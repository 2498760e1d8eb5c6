//! # Data Models Module / 数据模型模块
//!
//! Requests, planned invocations and outcomes of an edit session.
//!
//! 编辑会话的请求、调用计划与结果。

use std::ffi::OsString;
use std::fmt;
use std::path::PathBuf;
use std::time::Duration;

/// Describes one edit session. All fields are optional; `EditRequest::default()`
/// edits an empty temporary file with the discovered editor.
///
/// 描述一次编辑会话。所有字段均可选；`EditRequest::default()` 会用发现的编辑器
/// 编辑一个空的临时文件。
#[derive(Debug, Clone, Default)]
pub struct EditRequest {
    /// File to edit. A temporary file is created when `None`.
    pub path: Option<PathBuf>,
    /// Initial contents, written to the file before the editor starts.
    pub contents: Option<Vec<u8>>,
    /// Redirect the editor's stdout to the terminal. Detected when `None`.
    pub use_tty: Option<bool>,
    /// Suffix of the temporary file, e.g. `.md`.
    pub suffix: String,
    /// Editor command overriding discovery. May contain flags.
    pub editor: Option<String>,
}

impl EditRequest {
    pub fn new() -> Self {
        Self::default()
    }

    pub fn path(mut self, path: impl Into<PathBuf>) -> Self {
        self.path = Some(path.into());
        self
    }

    /// Sets the initial contents. Text is stored as its UTF-8 bytes.
    pub fn contents(mut self, contents: impl Into<Vec<u8>>) -> Self {
        self.contents = Some(contents.into());
        self
    }

    pub fn use_tty(mut self, use_tty: bool) -> Self {
        self.use_tty = Some(use_tty);
        self
    }

    pub fn suffix(mut self, suffix: impl Into<String>) -> Self {
        self.suffix = suffix.into();
        self
    }

    pub fn editor(mut self, editor: impl Into<String>) -> Self {
        self.editor = Some(editor.into());
        self
    }
}

/// The fully planned editor process: program, arguments and target file.
/// 完整规划的编辑器进程：程序、参数与目标文件。
#[derive(Debug, Clone, PartialEq, Eq)]
pub struct EditorInvocation {
    pub program: String,
    /// Flags from the command line followed by the editor-specific flags.
    pub args: Vec<String>,
    /// Name used to look up editor-specific flags, e.g. `vim.basic`.
    pub editor_name: String,
    pub file: PathBuf,
}

impl EditorInvocation {
    /// Complete argument vector as passed to the OS, program first.
    pub fn argv(&self) -> Vec<OsString> {
        let mut argv = Vec::with_capacity(self.args.len() + 2);
        argv.push(OsString::from(&self.program));
        argv.extend(self.args.iter().map(OsString::from));
        argv.push(self.file.clone().into_os_string());
        argv
    }
}

impl fmt::Display for EditorInvocation {
    fn fmt(&self, f: &mut fmt::Formatter<'_>) -> fmt::Result {
        let words = std::iter::once(self.program.clone())
            .chain(self.args.iter().cloned())
            .chain(std::iter::once(self.file.display().to_string()))
            .collect::<Vec<_>>();
        match shlex::try_join(words.iter().map(String::as_str)) {
            Ok(joined) => write!(f, "{joined}"),
            Err(_) => write!(f, "{}", words.join(" ")),
        }
    }
}

/// Result of a finished edit session.
/// 编辑会话完成后的结果。
#[derive(Debug, Clone)]
pub struct EditOutcome {
    /// File that was edited. For temporary files this path no longer exists.
    pub path: PathBuf,
    /// Contents of the file after the editor exited.
    pub contents: Vec<u8>,
    /// Exit code of the editor, `None` if it was terminated by a signal.
    pub exit_code: Option<i32>,
    /// Time the editor was open.
    pub duration: Duration,
}

impl EditOutcome {
    pub fn editor_succeeded(&self) -> bool {
        self.exit_code == Some(0)
    }

    /// Contents as text, replacing invalid UTF-8 sequences.
    pub fn text(&self) -> String {
        String::from_utf8_lossy(&self.contents).into_owned()
    }
}
use tracing_subscriber::{layer::SubscriberExt, util::SubscriberInitExt, EnvFilter};

/// Installs the global subscriber. Logs go to stderr so edited contents
/// written to stdout stay clean. `RUST_LOG` takes precedence over `verbose`.
pub fn init_cli_logger(verbose: bool) {
    let default_filter = if verbose {
        "editor_launch=debug,warn"
    } else {
        "editor_launch=warn"
    };
    let filter =
        EnvFilter::try_from_default_env().unwrap_or_else(|_| EnvFilter::new(default_filter));

    // A second call (e.g. from tests) keeps the first subscriber.
    let _ = tracing_subscriber::registry()
        .with(filter)
        .with(
            tracing_subscriber::fmt::layer()
                .with_writer(std::io::stderr)
                .with_target(false)
                .with_thread_ids(false)
                .with_file(false)
                .with_line_number(false)
                .compact(),
        )
        .try_init();
}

* Problem description: Lines after the one containing "use std::time::Duration;" are left out; every line from the start of the entries through that line is restated word for word.

* Solution for this exercise:
repository 2498760e1d8eb5c6
//! # Data Models Module / 数据模型模块
//!
//! Requests, planned invocations and outcomes of an edit session.
//!
//! 编辑会话的请求、调用计划与结果。

use std::ffi::OsString;
use std::fmt;
use std::path::PathBuf;
use std::time::Duration;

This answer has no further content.